== Items from a dataset ==
★ ★ ★ ★ ★

use std::sync::Arc;

use axum::{routing::get, Router};
use tracing::info;

use auth_cell::{auth_routes, AuthService, AuthState};
use booking_queue_cell::{queue_routes, QueueNotifier, QueueRegister, QueueState};
use doctor_cell::{clinic_routes, doctor_routes, ClinicService, DirectoryState, DoctorService};
use patient_cell::{patient_routes, PatientService, PatientState};
use schedule_cell::{schedule_routes, ScheduleLedger, ScheduleState};
use shared_config::AppConfig;
use shared_database::Database;

/// Builds every service once and hands each cell its state.
pub async fn create_router(config: Arc<AppConfig>, database: Database) -> anyhow::Result<Router> {
    let patients = Arc::new(PatientService::new(&database));
    let auth = Arc::new(AuthService::new(config.clone(), &database, patients.clone()));
    if auth.bootstrap_admin().await? {
        info!("Bootstrapped admin account");
    }

    let ledger = Arc::new(ScheduleLedger::new(&database));
    let notifier = QueueNotifier::new(config.queue_broadcast_capacity);
    let register = Arc::new(QueueRegister::new(&database, ledger.clone(), notifier));

    let directory = DirectoryState {
        config: config.clone(),
        doctors: Arc::new(DoctorService::new(&database)),
        clinics: Arc::new(ClinicService::new(&database)),
    };

    let api = Router::new()
        .nest("/auth", auth_routes(AuthState { config: config.clone(), service: auth }))
        .nest("/patients", patient_routes(PatientState { config: config.clone(), service: patients }))
        .nest("/doctors", doctor_routes(directory.clone()))
        .nest("/clinics", clinic_routes(directory))
        .nest("/schedules", schedule_routes(ScheduleState { config: config.clone(), ledger }))
        .nest("/queue", queue_routes(QueueState { config, register }));

    Ok(Router::new()
        .route("/", get(|| async { "Hospital Queue API is running!" }))
        .nest("/api", api))
}
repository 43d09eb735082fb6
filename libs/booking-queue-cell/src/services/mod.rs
pub mod notifier;
pub mod register;

pub use notifier::*;
pub use register::*;
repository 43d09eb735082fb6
pub mod auth;

pub use auth::AuthService;
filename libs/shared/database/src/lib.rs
pub mod error;
pub mod memory;
pub mod redis_store;
pub mod store;

use std::sync::Arc;

use tracing::info;

use shared_config::AppConfig;

pub use error::{StoreError, StoreResult};
pub use memory::MemoryStore;
pub use redis_store::RedisStore;
pub use store::{DirectoryStore, QueueStore, ScheduleStore};

/// Handles to every entity store, cloned into each cell's state.
#[derive(Clone)]
pub struct Database {
    pub schedules: Arc<dyn ScheduleStore>,
    pub queue: Arc<dyn QueueStore>,
    pub directory: Arc<dyn DirectoryStore>,
}

impl Database {
    pub fn in_memory() -> Self {
        let store = Arc::new(MemoryStore::new());
        Self {
            schedules: store.clone(),
            queue: store.clone(),
            directory: store,
        }
    }

    pub async fn connect(config: &AppConfig) -> StoreResult<Self> {
        match &config.redis_url {
            Some(url) => {
                let store = Arc::new(RedisStore::connect(url).await?);
                info!("Using Redis storage backend");
                Ok(Self {
                    schedules: store.clone(),
                    queue: store.clone(),
                    directory: store,
                })
            }
            None => {
                info!("Using in-memory storage backend");
                Ok(Self::in_memory())
            }
        }
    }
}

★ ★ ★ ★ ★

== Goal of the exercise ==
Every line of the entries that includes "connect" must be copied into the answer.

== Your response ==
    pub async fn connect(config: &AppConfig) -> StoreResult<Self> {
                let store = Arc::new(RedisStore::connect(url).await?);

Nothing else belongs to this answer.